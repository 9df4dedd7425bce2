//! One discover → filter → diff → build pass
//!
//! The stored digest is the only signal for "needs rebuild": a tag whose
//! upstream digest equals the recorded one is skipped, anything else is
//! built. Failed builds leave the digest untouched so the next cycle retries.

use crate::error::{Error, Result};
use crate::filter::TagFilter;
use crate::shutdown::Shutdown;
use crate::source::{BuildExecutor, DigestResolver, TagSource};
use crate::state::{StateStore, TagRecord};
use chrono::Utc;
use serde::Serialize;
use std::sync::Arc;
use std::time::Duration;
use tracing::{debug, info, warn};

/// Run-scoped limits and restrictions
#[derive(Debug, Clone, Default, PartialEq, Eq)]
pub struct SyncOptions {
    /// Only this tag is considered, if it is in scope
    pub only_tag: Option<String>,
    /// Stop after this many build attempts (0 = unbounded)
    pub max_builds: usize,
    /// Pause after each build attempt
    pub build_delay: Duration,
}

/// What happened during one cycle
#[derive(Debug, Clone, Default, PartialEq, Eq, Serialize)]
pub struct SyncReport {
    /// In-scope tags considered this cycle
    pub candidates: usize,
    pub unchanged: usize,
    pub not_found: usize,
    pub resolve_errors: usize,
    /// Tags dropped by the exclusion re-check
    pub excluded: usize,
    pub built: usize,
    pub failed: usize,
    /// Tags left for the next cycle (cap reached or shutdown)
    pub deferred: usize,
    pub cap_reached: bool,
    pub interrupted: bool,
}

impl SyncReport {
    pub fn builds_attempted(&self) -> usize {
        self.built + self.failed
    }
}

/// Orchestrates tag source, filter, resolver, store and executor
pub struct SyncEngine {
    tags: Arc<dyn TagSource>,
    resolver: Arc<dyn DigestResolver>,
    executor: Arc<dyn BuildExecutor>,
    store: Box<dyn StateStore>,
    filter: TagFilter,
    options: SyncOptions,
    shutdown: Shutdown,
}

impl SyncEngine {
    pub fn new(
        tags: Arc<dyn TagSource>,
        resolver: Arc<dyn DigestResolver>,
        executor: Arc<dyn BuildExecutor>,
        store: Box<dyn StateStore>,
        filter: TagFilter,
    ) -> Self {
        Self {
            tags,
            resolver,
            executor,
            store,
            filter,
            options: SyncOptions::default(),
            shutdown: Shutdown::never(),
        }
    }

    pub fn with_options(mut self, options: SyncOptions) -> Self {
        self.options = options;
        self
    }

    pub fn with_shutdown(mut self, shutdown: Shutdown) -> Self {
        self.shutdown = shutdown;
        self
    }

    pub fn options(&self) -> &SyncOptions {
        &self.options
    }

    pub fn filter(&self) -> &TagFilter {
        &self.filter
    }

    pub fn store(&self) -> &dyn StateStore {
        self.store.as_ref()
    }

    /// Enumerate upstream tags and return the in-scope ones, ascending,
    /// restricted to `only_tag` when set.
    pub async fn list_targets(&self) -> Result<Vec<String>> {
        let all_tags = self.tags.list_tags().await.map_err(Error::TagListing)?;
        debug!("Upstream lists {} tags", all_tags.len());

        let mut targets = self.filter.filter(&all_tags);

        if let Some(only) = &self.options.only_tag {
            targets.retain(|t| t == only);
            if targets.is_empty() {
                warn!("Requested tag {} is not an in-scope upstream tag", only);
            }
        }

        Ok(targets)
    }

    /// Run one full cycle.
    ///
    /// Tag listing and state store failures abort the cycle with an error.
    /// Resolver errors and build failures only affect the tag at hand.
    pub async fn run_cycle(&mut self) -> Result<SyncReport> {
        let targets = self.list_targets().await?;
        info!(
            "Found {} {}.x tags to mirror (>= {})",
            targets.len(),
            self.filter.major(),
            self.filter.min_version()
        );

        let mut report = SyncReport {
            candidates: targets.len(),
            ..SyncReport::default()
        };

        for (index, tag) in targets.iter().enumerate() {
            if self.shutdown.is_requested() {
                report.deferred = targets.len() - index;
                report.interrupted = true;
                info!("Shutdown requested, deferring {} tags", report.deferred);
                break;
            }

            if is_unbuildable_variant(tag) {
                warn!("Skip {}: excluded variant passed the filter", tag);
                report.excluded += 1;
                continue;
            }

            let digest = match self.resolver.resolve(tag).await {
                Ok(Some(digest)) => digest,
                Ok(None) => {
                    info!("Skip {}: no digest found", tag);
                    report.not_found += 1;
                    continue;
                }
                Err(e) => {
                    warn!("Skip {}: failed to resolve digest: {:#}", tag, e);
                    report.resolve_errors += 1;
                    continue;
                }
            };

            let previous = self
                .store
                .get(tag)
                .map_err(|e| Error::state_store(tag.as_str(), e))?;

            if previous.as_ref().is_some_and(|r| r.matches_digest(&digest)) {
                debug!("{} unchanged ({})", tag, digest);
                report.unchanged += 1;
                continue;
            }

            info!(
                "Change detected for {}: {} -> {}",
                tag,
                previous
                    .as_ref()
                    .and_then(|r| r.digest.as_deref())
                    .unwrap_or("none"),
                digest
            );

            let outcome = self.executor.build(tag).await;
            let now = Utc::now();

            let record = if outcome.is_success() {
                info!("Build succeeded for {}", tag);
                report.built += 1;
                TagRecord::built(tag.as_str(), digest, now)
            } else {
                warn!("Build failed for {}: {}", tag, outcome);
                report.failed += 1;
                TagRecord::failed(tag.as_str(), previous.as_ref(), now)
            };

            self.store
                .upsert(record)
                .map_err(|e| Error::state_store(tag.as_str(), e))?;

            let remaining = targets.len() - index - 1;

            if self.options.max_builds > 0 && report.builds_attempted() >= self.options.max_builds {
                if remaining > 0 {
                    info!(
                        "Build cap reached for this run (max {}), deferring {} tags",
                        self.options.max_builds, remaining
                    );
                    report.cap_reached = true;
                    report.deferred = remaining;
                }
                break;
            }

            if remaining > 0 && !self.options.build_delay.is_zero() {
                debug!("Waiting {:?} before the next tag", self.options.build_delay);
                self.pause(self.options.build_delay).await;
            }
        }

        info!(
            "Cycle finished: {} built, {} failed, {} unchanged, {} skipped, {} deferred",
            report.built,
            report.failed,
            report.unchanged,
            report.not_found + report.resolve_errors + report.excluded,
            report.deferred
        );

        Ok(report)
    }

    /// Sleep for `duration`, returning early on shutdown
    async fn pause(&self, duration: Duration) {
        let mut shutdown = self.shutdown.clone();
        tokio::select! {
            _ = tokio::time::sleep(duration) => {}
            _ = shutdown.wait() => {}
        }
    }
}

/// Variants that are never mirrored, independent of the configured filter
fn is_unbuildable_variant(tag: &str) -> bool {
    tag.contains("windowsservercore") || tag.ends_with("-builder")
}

◇ ◇ ◇ ◇

Copy each line above holding "derive".

### TASK SOLUTION
#[derive(Debug, Clone, Default, PartialEq, Eq)]
#[derive(Debug, Clone, Default, PartialEq, Eq, Serialize)]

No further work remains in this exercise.